Desmoplasia in pancreatic ductal adenocarcinoma: insight into pathological function and therapeutic potential
Andrew Cannon1, Christopher Thompson1, Bradley R. Hall1,2 Maneesh Jain1,3, Sushil Kumar1 and Surinder K. Batra1,3
1 Department of Biochemistry and Molecular Biology, University of Nebraska Medical Center, Omaha, NE, USA
2 Department of Surgery, University of Nebraska Medical Center, Omaha, NE, USA
3 Fred and Pamela Buffet Cancer Center, University of Nebraska Medical Center, Omaha, NE, USA
Correspondence:
Surinder K. Batra, email:
Correspondence:
Sushil Kumar, email:
Keywords: pancreatic ductal adenocarcinoma; desmoplasia; cancer-associated fibroblast; extracellular matrix; SHH
Received: March 27, 2018 Accepted: May 15, 2018 Published: May 21, 2018
Abstract
Extensive desmoplasia is a prominent feature of the pancreatic ductal adenocarcinoma (PDAC) microenvironment.

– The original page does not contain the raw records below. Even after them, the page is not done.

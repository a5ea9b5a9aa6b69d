//! Face presence detection: "is there a face at all", independent of identity.
//!
//! The intensity image is searched with the SCRFD anchor grid over an input
//! pyramid. Every level contributes raw window hits; overlapping hits are
//! clustered, and a cluster is accepted as a face only when enough windows
//! agree on it and its size clears the configured floor.

use crate::detector::{self, DetectorError, FaceDetect, SCRFD_INPUT_SIZE, SCRFD_MAX_STRIDE};
use crate::types::{BoundingBox, FacePresence, PixelBuffer};
use image::DynamicImage;

/// Smallest pyramid level, in network input pixels.
const PYRAMID_FLOOR: usize = 160;
/// Relative corner tolerance for two windows to count as neighbours.
const GROUP_EPS: f32 = 0.2;
/// Overlap above which two accepted regions are merged.
const REGION_NMS_THRESHOLD: f32 = 0.4;

/// Sensitivity knobs of the presence search.
#[derive(Debug, Clone, Copy, PartialEq)]
pub struct PresenceParams {
    /// Growth of the search window between pyramid levels. Must be > 1.0;
    /// smaller values give more levels (more thorough, slower).
    pub scale_factor: f32,
    /// A region needs more than this many agreeing windows.
    pub min_neighbors: usize,
    /// Minimum region side, in source pixels.
    pub min_size: u32,
}

impl Default for PresenceParams {
    fn default() -> Self {
        Self {
            scale_factor: 1.1,
            min_neighbors: 4,
            min_size: 30,
        }
    }
}

pub struct PresenceDetector {
    params: PresenceParams,
    levels: Vec<usize>,
}

impl PresenceDetector {
    pub fn new(params: PresenceParams) -> Self {
        let levels = pyramid_sizes(params.scale_factor);
        tracing::debug!(?params, ?levels, "presence pyramid");
        Self { params, levels }
    }

    pub fn detect<D: FaceDetect + ?Sized>(
        &self,
        backend: &mut D,
        image: &PixelBuffer,
    ) -> Result<FacePresence, DetectorError> {
        // Single-channel intensity, replicated to the three network planes.
        let intensity = DynamicImage::ImageLuma8(image::imageops::grayscale(image)).to_rgb8();

        let mut windows = Vec::new();
        for &size in &self.levels {
            windows.extend(backend.candidates(&intensity, size)?);
        }
        let window_count = windows.len();

        let groups = group_windows(windows, self.params.min_neighbors);
        let min_size = self.params.min_size as f32;
        let accepted: Vec<BoundingBox> = groups
            .into_iter()
            .filter(|(bbox, _)| bbox.width >= min_size && bbox.height >= min_size)
            .map(|(bbox, _)| bbox)
            .collect();
        let regions = detector::nms(accepted, REGION_NMS_THRESHOLD);

        tracing::debug!(
            width = image.width(),
            height = image.height(),
            levels = self.levels.len(),
            windows = window_count,
            regions = regions.len(),
            "presence check"
        );

        Ok(FacePresence::from_regions(regions))
    }
}

/// Pyramid of square network input sizes: start at the default input size and
/// shrink by `scale_factor` per level, snapping down to the stride multiple.
pub fn pyramid_sizes(scale_factor: f32) -> Vec<usize> {
    let mut sizes: Vec<usize> = Vec::new();
    let mut level = SCRFD_INPUT_SIZE as f32;

    loop {
        let size = (level as usize / SCRFD_MAX_STRIDE) * SCRFD_MAX_STRIDE;
        if size < PYRAMID_FLOOR {
            break;
        }
        if sizes.last() != Some(&size) {
            sizes.push(size);
        }
        if scale_factor.is_nan() || scale_factor <= 1.0 {
            break;
        }
        level /= scale_factor;
    }

    sizes
}

/// Two windows are neighbours when every edge lies within `eps` of the mean side.
fn similar(a: &BoundingBox, b: &BoundingBox) -> bool {
    let delta = GROUP_EPS * (a.width.min(b.width) + a.height.min(b.height)) * 0.5;
    (a.x - b.x).abs() <= delta
        && (a.y - b.y).abs() <= delta
        && (a.x + a.width - b.x - b.width).abs() <= delta
        && (a.y + a.height - b.y - b.height).abs() <= delta
}

fn find(parent: &mut [usize], mut i: usize) -> usize {
    while parent[i] != i {
        parent[i] = parent[parent[i]];
        i = parent[i];
    }
    i
}

/// Cluster windows by the neighbour relation and keep clusters with more than
/// `min_neighbors` members. Each cluster becomes its mean rectangle, carrying
/// the confidence and landmarks of its best member.
fn group_windows(windows: Vec<BoundingBox>, min_neighbors: usize) -> Vec<(BoundingBox, usize)> {
    let n = windows.len();
    let mut parent: Vec<usize> = (0..n).collect();

    for i in 0..n {
        for j in (i + 1)..n {
            if similar(&windows[i], &windows[j]) {
                let (ri, rj) = (find(&mut parent, i), find(&mut parent, j));
                if ri != rj {
                    parent[rj] = ri;
                }
            }
        }
    }

    let mut clusters: std::collections::BTreeMap<usize, Vec<usize>> = std::collections::BTreeMap::new();
    for i in 0..n {
        let root = find(&mut parent, i);
        clusters.entry(root).or_default().push(i);
    }

    let mut groups: Vec<(BoundingBox, usize)> = clusters
        .into_values()
        .filter(|members| members.len() > min_neighbors)
        .filter_map(|members| {
            let count = members.len() as f32;
            let best = members
                .iter()
                .map(|&i| &windows[i])
                .max_by(|a, b| a.confidence.total_cmp(&b.confidence))?;
            let mean = |f: fn(&BoundingBox) -> f32| members.iter().map(|&i| f(&windows[i])).sum::<f32>() / count;
            let region = BoundingBox {
                x: mean(|b| b.x),
                y: mean(|b| b.y),
                width: mean(|b| b.width),
                height: mean(|b| b.height),
                confidence: best.confidence,
                landmarks: best.landmarks,
            };
            Some((region, members.len()))
        })
        .collect();

    groups.sort_by(|a, b| b.1.cmp(&a.1));
    groups
}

Initially, studies demonstrated that desmoplasia promotes proliferation, invasion and chemoresistance in PDAC cells. While these findings suggested the therapeutic potential of targeting desmoplasia in PDAC, more recent studies utilizing genetically-engineered mouse models of PDAC, which lack key components of desmoplasia, demonstrated accelerated progression of PDAC. This contrast calls into question the paradigm that desmoplasia unilaterally promotes PDAC progression and the premise of desmoplasia-targeted therapy. This review briefly examines the major reports of the tumor-promoting and -restraining roles of desmoplasia in PDAC with commentary on the gaps in our current understanding of desmoplasia in PDAC. Additionally, we discuss the studies demonstrating the heterogeneous and multifaceted nature of desmoplasia in PDAC and advocate for future areas of research to thoroughly address the various facets of desmoplasia in PDAC, reconcile seemingly contradictory reports of the role of desmoplasia in PDAC progression, and discover aspects of desmoplasia that are therapeutically actionable.